Roland Garros to get makeover


Associated Press

PARIS

The French Tennis Federation voted to keep the French Open at its traditional Roland Garros venue and renovate the existing site by making it considerably larger, more attractive and modern, rather than moving it elsewhere.

Three other venues were bidding to host the clay-court Grand Slam tournament by 2016.

The proposed new sites at Versailles, close to the hugely popular Versailles palace, and in the suburbs at Gonesse and Marne-La-Vallee were much more expensive because they would have required building from scratch.

The FFT said Sunday that it had chosen the option of renovating Roland Garros, located in western Paris for more than 80 years, by making it 60 percent bigger while preserving its “unique history.”

“The Federation decided to stay on its original site at Porte d’Auteuil,” the FFT said Sunday. “It chose an ambitious, prestigious project resolutely looking to the future.”

The new-look Roland Garros will feature 35 outside courts, a new press center and a center court with a retractable roof so that matches could go ahead when it’s raining, and where night sessions could be played.

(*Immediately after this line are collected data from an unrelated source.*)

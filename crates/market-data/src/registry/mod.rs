//! Provider orchestration.
//!
//! This module resolves logical queries across the registered adapters:
//! - Preference ordering, with per-call preferred and excluded providers
//! - Local rate limiting per provider
//! - Circuit breaking for fault tolerance
//! - Per-resolution diagnostics and aggregate failures

mod circuit_breaker;
mod diagnostics;
mod orchestrator;
mod rate_limiter;

pub use circuit_breaker::{CircuitBreaker, CircuitBreakerConfig, CircuitState};
pub use diagnostics::{
    AggregateFailure, AttemptStatus, ProviderAttempt, ResolveDiagnostics, SkipReason,
};
pub use orchestrator::{Freshness, ProviderOrchestrator, ResolveOptions};
pub use rate_limiter::RateLimiter;
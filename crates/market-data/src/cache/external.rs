//! External key-value stores used by [`HybridCache`](super::HybridCache).

use std::time::Duration;

use async_trait::async_trait;
use redis::AsyncCommands;

use crate::errors::CacheError;

/// Byte-oriented store shared across processes.
///
/// Calls may hang or fail at any time; the hybrid cache bounds every call
/// with its fallback timeout and never surfaces these errors to callers.
#[async_trait]
pub trait ExternalStore: Send + Sync {
    fn name(&self) -> &str;

    async fn get(&self, key: &str) -> Result<Option<Vec<u8>>, CacheError>;

    /// Stores `value`, letting the store expire it after `ttl`.
    async fn set(&self, key: &str, value: Vec<u8>, ttl: Duration) -> Result<(), CacheError>;

    /// Deletes keys matching a Redis-style glob. Returns how many went.
    async fn delete_matching(&self, glob: &str) -> Result<usize, CacheError>;
}

pub const DEFAULT_REDIS_PREFIX: &str = "marketlens";

const SCAN_BATCH: usize = 200;

/// Redis-backed [`ExternalStore`].
///
/// Keys are namespaced as `<prefix>:<cache key>`. A fresh multiplexed
/// connection is taken per call, so a Redis restart heals on the next call.
pub struct RedisStore {
    client: redis::Client,
    prefix: String,
}

impl RedisStore {
    /// Parses `url`. No connection is made until the first call.
    pub fn open(url: &str) -> Result<Self, CacheError> {
        Self::with_prefix(url, DEFAULT_REDIS_PREFIX)
    }

    pub fn with_prefix(url: &str, prefix: &str) -> Result<Self, CacheError> {
        let client = redis::Client::open(url)?;
        Ok(Self {
            client,
            prefix: prefix.to_string(),
        })
    }

    fn namespaced(&self, key: &str) -> String {
        format!("{}:{}", self.prefix, key)
    }

    async fn connection(&self) -> Result<redis::aio::MultiplexedConnection, CacheError> {
        Ok(self.client.get_multiplexed_async_connection().await?)
    }
}

#[async_trait]
impl ExternalStore for RedisStore {
    fn name(&self) -> &str {
        "redis"
    }

    async fn get(&self, key: &str) -> Result<Option<Vec<u8>>, CacheError> {
        let mut conn = self.connection().await?;
        let value: Option<Vec<u8>> = conn.get(self.namespaced(key)).await?;
        Ok(value)
    }

    async fn set(&self, key: &str, value: Vec<u8>, ttl: Duration) -> Result<(), CacheError> {
        let mut conn = self.connection().await?;
        // PX needs at least one millisecond
        let ttl_ms = ttl.as_millis().max(1) as u64;
        let _: () = redis::cmd("SET")
            .arg(self.namespaced(key))
            .arg(value)
            .arg("PX")
            .arg(ttl_ms)
            .query_async(&mut conn)
            .await?;
        Ok(())
    }

    /// Walks the keyspace with `SCAN MATCH`, deleting one batch at a time.
    async fn delete_matching(&self, glob: &str) -> Result<usize, CacheError> {
        let mut conn = self.connection().await?;
        let pattern = self.namespaced(glob);
        let mut cursor: u64 = 0;
        let mut removed = 0;
        loop {
            let (next, keys): (u64, Vec<String>) = redis::cmd("SCAN")
                .arg(cursor)
                .arg("MATCH")
                .arg(&pattern)
                .arg("COUNT")
                .arg(SCAN_BATCH)
                .query_async(&mut conn)
                .await?;
            if !keys.is_empty() {
                let deleted: usize = conn.del(keys).await?;
                removed += deleted;
            }
            if next == 0 {
                return Ok(removed);
            }
            cursor = next;
        }
    }
}

#[cfg(test)]
mod tests {
    use super::*;

    #[test]
    fn test_open_rejects_malformed_url() {
        assert!(RedisStore::open("not a url").is_err());
    }

    #[test]
    fn test_keys_are_namespaced() {
        let store = RedisStore::with_prefix("redis://127.0.0.1:6379", "test").unwrap();
        assert_eq!(store.namespaced("fred:x"), "test:fred:x");
        assert_eq!(store.name(), "redis");
    }
}
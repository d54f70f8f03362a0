use std::fmt;

use serde::{Deserialize, Serialize};

/// Classification of a single adapter call.
///
/// Every adapter call ends in exactly one outcome, and the outcome alone
/// selects the caching policy applied to its result.
#[derive(Clone, Copy, Debug, Eq, PartialEq, Hash, Serialize, Deserialize)]
#[serde(rename_all = "SCREAMING_SNAKE_CASE")]
pub enum Outcome {
    /// The provider returned a usable value.
    Success,
    /// The provider answered, but it has no value for this query.
    ConfirmedNoData,
    /// The provider refused the call because of a rate limit.
    RateLimited,
    /// Network, transport or payload failure. Never cached.
    TransientError,
}

impl Outcome {
    pub fn as_str(&self) -> &'static str {
        match self {
            Self::Success => "SUCCESS",
            Self::ConfirmedNoData => "CONFIRMED_NO_DATA",
            Self::RateLimited => "RATE_LIMITED",
            Self::TransientError => "TRANSIENT_ERROR",
        }
    }

    /// Whether results with this outcome are ever written to the cache.
    pub fn is_cacheable(&self) -> bool {
        !matches!(self, Self::TransientError)
    }
}

impl fmt::Display for Outcome {
    fn fmt(&self, f: &mut fmt::Formatter<'_>) -> fmt::Result {
        f.write_str(self.as_str())
    }
}

#[cfg(test)]
mod tests {
    use super::*;

    #[test]
    fn test_only_transient_errors_are_not_cacheable() {
        assert!(Outcome::Success.is_cacheable());
        assert!(Outcome::ConfirmedNoData.is_cacheable());
        assert!(Outcome::RateLimited.is_cacheable());
        assert!(!Outcome::TransientError.is_cacheable());
    }

    #[test]
    fn test_outcome_serializes_screaming_snake_case() {
        let json = serde_json::to_string(&Outcome::ConfirmedNoData).unwrap();
        assert_eq!(json, "\"CONFIRMED_NO_DATA\"");
        let parsed: Outcome = serde_json::from_str("\"RATE_LIMITED\"").unwrap();
        assert_eq!(parsed, Outcome::RateLimited);
    }
}
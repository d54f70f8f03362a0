//! Environment configuration.

use std::path::PathBuf;
use std::str::FromStr;
use std::time::Duration;

use marketlens_market_data::cache::{CacheConfig, CachePolicy, DEFAULT_FALLBACK_TIMEOUT};
use marketlens_market_data::provider::{
    alpha_vantage, bls, census, fred, ProviderCredentials, DEFAULT_REQUEST_TIMEOUT,
};

use crate::constants::DEFAULT_VALIDATION_THRESHOLD;
use crate::errors::ConfigError;
use crate::sizing::{SamFactors, ScenarioRates};
use crate::telemetry::LogFormat;

#[derive(Debug, Clone)]
pub struct Config {
    pub credentials: ProviderCredentials,
    pub cache: CacheConfig,
    pub request_timeout: Duration,
    pub resolve_deadline: Option<Duration>,
    /// Answer `MarketSize` from the static table when every source fails
    pub mock_fallback: bool,
    pub sam_factors: SamFactors,
    pub scenario_rates: ScenarioRates,
    pub validation_threshold: f64,
    pub log_format: LogFormat,
}

impl Default for Config {
    fn default() -> Self {
        Self {
            credentials: ProviderCredentials::default(),
            cache: CacheConfig::default(),
            request_timeout: DEFAULT_REQUEST_TIMEOUT,
            resolve_deadline: None,
            mock_fallback: true,
            sam_factors: SamFactors::default(),
            scenario_rates: ScenarioRates::default(),
            validation_threshold: DEFAULT_VALIDATION_THRESHOLD,
            log_format: LogFormat::default(),
        }
    }
}

impl Config {
    /// Loads `.env` if present, then reads the process environment.
    pub fn from_env() -> Result<Self, ConfigError> {
        dotenvy::dotenv().ok();
        Self::from_lookup(|key| std::env::var(key).ok())
    }

    /// Builds a config from any key lookup. Unset and blank keys keep
    /// their defaults.
    pub fn from_lookup<F>(lookup: F) -> Result<Self, ConfigError>
    where
        F: Fn(&str) -> Option<String>,
    {
        let get = |key: &str| {
            lookup(key)
                .map(|v| v.trim().to_string())
                .filter(|v| !v.is_empty())
        };
        let parse = |key: &str| -> Result<Option<f64>, ConfigError> { parse_var(&get, key) };
        let millis = |key: &str| -> Result<Option<u64>, ConfigError> { parse_var(&get, key) };

        let defaults = Self::default();

        let credentials = ProviderCredentials {
            alpha_vantage: get(alpha_vantage::API_KEY_VAR),
            fred: get(fred::API_KEY_VAR),
            bls: get(bls::API_KEY_VAR),
            census: get(census::API_KEY_VAR),
        };

        let default_policy = CachePolicy::default();
        let ttl = |key: &str, fallback: Duration| -> Result<u64, ConfigError> {
            Ok(millis(key)?.unwrap_or(fallback.as_millis() as u64))
        };
        let policy = CachePolicy::from_millis(
            ttl("MARKETLENS_CACHE_SUCCESS_TTL_MS", default_policy.success_ttl)?,
            ttl("MARKETLENS_CACHE_NO_DATA_TTL_MS", default_policy.no_data_ttl)?,
            ttl("MARKETLENS_CACHE_RATE_LIMITED_TTL_MS", default_policy.rate_limited_ttl)?,
        );
        policy.validate().map_err(|e| ConfigError::OutOfRange {
            key: "MARKETLENS_CACHE_*_TTL_MS".to_string(),
            reason: e.to_string(),
        })?;

        let cache = CacheConfig {
            policy,
            persist_path: get("MARKETLENS_CACHE_PATH").map(PathBuf::from),
            redis_url: get("MARKETLENS_REDIS_URL"),
            fallback_timeout: millis("MARKETLENS_REDIS_FALLBACK_TIMEOUT_MS")?
                .map(Duration::from_millis)
                .unwrap_or(DEFAULT_FALLBACK_TIMEOUT),
        };

        let factors = defaults.sam_factors;
        let sam_factors = SamFactors {
            geographic: parse("MARKETLENS_SAM_GEOGRAPHIC")?.unwrap_or(factors.geographic),
            regulatory: parse("MARKETLENS_SAM_REGULATORY")?.unwrap_or(factors.regulatory),
            competitive: parse("MARKETLENS_SAM_COMPETITIVE")?.unwrap_or(factors.competitive),
            som_fraction: parse("MARKETLENS_SOM_FRACTION")?.unwrap_or(factors.som_fraction),
        };
        sam_factors.validate().map_err(|e| ConfigError::OutOfRange {
            key: "MARKETLENS_SAM_*".to_string(),
            reason: e.to_string(),
        })?;

        let validation_threshold =
            parse("MARKETLENS_VALIDATION_THRESHOLD")?.unwrap_or(defaults.validation_threshold);
        if !(validation_threshold > 0.0 && validation_threshold.is_finite()) {
            return Err(ConfigError::OutOfRange {
                key: "MARKETLENS_VALIDATION_THRESHOLD".to_string(),
                reason: format!("{} must be positive", validation_threshold),
            });
        }

        let mock_fallback = match get("MARKETLENS_MOCK_FALLBACK") {
            None => defaults.mock_fallback,
            Some(v) => parse_bool(&v).ok_or(ConfigError::InvalidValue {
                key: "MARKETLENS_MOCK_FALLBACK".to_string(),
                value: v,
            })?,
        };

        let log_format = match get("MARKETLENS_LOG_FORMAT") {
            Some(v) => v.parse()?,
            None => defaults.log_format,
        };

        Ok(Self {
            credentials,
            cache,
            request_timeout: millis("MARKETLENS_REQUEST_TIMEOUT_MS")?
                .map(Duration::from_millis)
                .unwrap_or(defaults.request_timeout),
            resolve_deadline: millis("MARKETLENS_RESOLVE_DEADLINE_MS")?.map(Duration::from_millis),
            mock_fallback,
            sam_factors,
            scenario_rates: defaults.scenario_rates,
            validation_threshold,
            log_format,
        })
    }
}

fn parse_var<T, G>(get: &G, key: &str) -> Result<Option<T>, ConfigError>
where
    T: FromStr,
    G: Fn(&str) -> Option<String>,
{
    get(key)
        .map(|raw| {
            raw.parse::<T>().map_err(|_| ConfigError::InvalidValue {
                key: key.to_string(),
                value: raw,
            })
        })
        .transpose()
}

fn parse_bool(raw: &str) -> Option<bool> {
    match raw.to_lowercase().as_str() {
        "1" | "true" | "yes" | "on" => Some(true),
        "0" | "false" | "no" | "off" => Some(false),
        _ => None,
    }
}

#[cfg(test)]
mod tests {
    use super::*;
    use std::collections::HashMap;

    fn config(vars: &[(&str, &str)]) -> Result<Config, ConfigError> {
        let vars: HashMap<String, String> = vars
            .iter()
            .map(|(k, v)| (k.to_string(), v.to_string()))
            .collect();
        Config::from_lookup(|key| vars.get(key).cloned())
    }

    #[test]
    fn test_defaults() {
        let config = config(&[]).unwrap();
        assert_eq!(config.cache.policy, CachePolicy::default());
        assert_eq!(config.request_timeout, Duration::from_secs(30));
        assert_eq!(config.cache.fallback_timeout, Duration::from_millis(250));
        assert!(config.cache.persist_path.is_none());
        assert!(config.resolve_deadline.is_none());
        assert!(config.mock_fallback);
        assert_eq!(config.sam_factors, SamFactors::default());
        assert_eq!(config.validation_threshold, 0.2);
    }

    #[test]
    fn test_overrides() {
        let config = config(&[
            ("FRED_API_KEY", " fred-key "),
            ("CENSUS_API_KEY", ""),
            ("MARKETLENS_CACHE_SUCCESS_TTL_MS", "7200000"),
            ("MARKETLENS_CACHE_PATH", "/tmp/marketlens.json"),
            ("MARKETLENS_RESOLVE_DEADLINE_MS", "5000"),
            ("MARKETLENS_SAM_GEOGRAPHIC", "0.5"),
            ("MARKETLENS_MOCK_FALLBACK", "off"),
            ("MARKETLENS_LOG_FORMAT", "json"),
        ])
        .unwrap();

        assert_eq!(config.credentials.fred.as_deref(), Some("fred-key"));
        assert!(config.credentials.census.is_none());
        assert_eq!(config.cache.policy.success_ttl, Duration::from_secs(7200));
        assert_eq!(
            config.cache.persist_path,
            Some(PathBuf::from("/tmp/marketlens.json"))
        );
        assert_eq!(config.resolve_deadline, Some(Duration::from_secs(5)));
        assert_eq!(config.sam_factors.geographic, 0.5);
        assert!(!config.mock_fallback);
        assert_eq!(config.log_format, LogFormat::Json);
    }

    #[test]
    fn test_unparseable_number() {
        let err = config(&[("MARKETLENS_SOM_FRACTION", "ten percent")]).unwrap_err();
        assert_eq!(
            err,
            ConfigError::InvalidValue {
                key: "MARKETLENS_SOM_FRACTION".to_string(),
                value: "ten percent".to_string(),
            }
        );
    }

    #[test]
    fn test_ttl_ordering_is_enforced() {
        let err = config(&[("MARKETLENS_CACHE_RATE_LIMITED_TTL_MS", "600000")]).unwrap_err();
        assert!(matches!(err, ConfigError::OutOfRange { .. }));
    }

    #[test]
    fn test_oversized_ttl_is_rejected() {
        let err = config(&[("MARKETLENS_CACHE_SUCCESS_TTL_MS", "9000000000000000")]).unwrap_err();
        assert!(matches!(err, ConfigError::OutOfRange { .. }));
        assert!(err.to_string().contains("maximum"));
    }

    #[test]
    fn test_factor_out_of_range() {
        let err = config(&[("MARKETLENS_SAM_COMPETITIVE", "1.5")]).unwrap_err();
        assert!(matches!(err, ConfigError::OutOfRange { .. }));
    }
}
//! Business data models
//!
//! - `types` - Type aliases for common identifiers (ProviderId)
//! - `query` - Logical queries and their kinds (LogicalQuery, QueryKind)
//! - `outcome` - Classification of adapter calls (Outcome)
//! - `result` - Normalized adapter results and orchestrator answers

mod outcome;
mod query;
mod result;
mod types;

pub use outcome::Outcome;
pub use query::{LogicalQuery, QueryKind};
pub use result::{MarketSizeResult, NormalizedResult};
pub use types::{ProviderId, MOCK_SOURCE};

“Our ambition was to offer a project with a real future and of a very high quality,” FFT president Jean Gachassin said. “To improve the reception and the comfort of the players and spectators.”

Kim Clijsters, who will become the No. 1 player in the world on Monday, welcomed the news.

“I would have thought that it was sad to see it go away from the place where I know [the French Open] should be. ... It has a lot of great memories for me even as a junior,” Clijsters said.

But former top-ranked player Amelie Mauresmo, now director of the Open Gaz de France tournament, thinks it should have moved.

“I hope they [the French Federation of Tennis] won’t get in trouble by taking this decision,” Mauresmo said. “I don’t know if the tennis aspect prevailed in that decision.”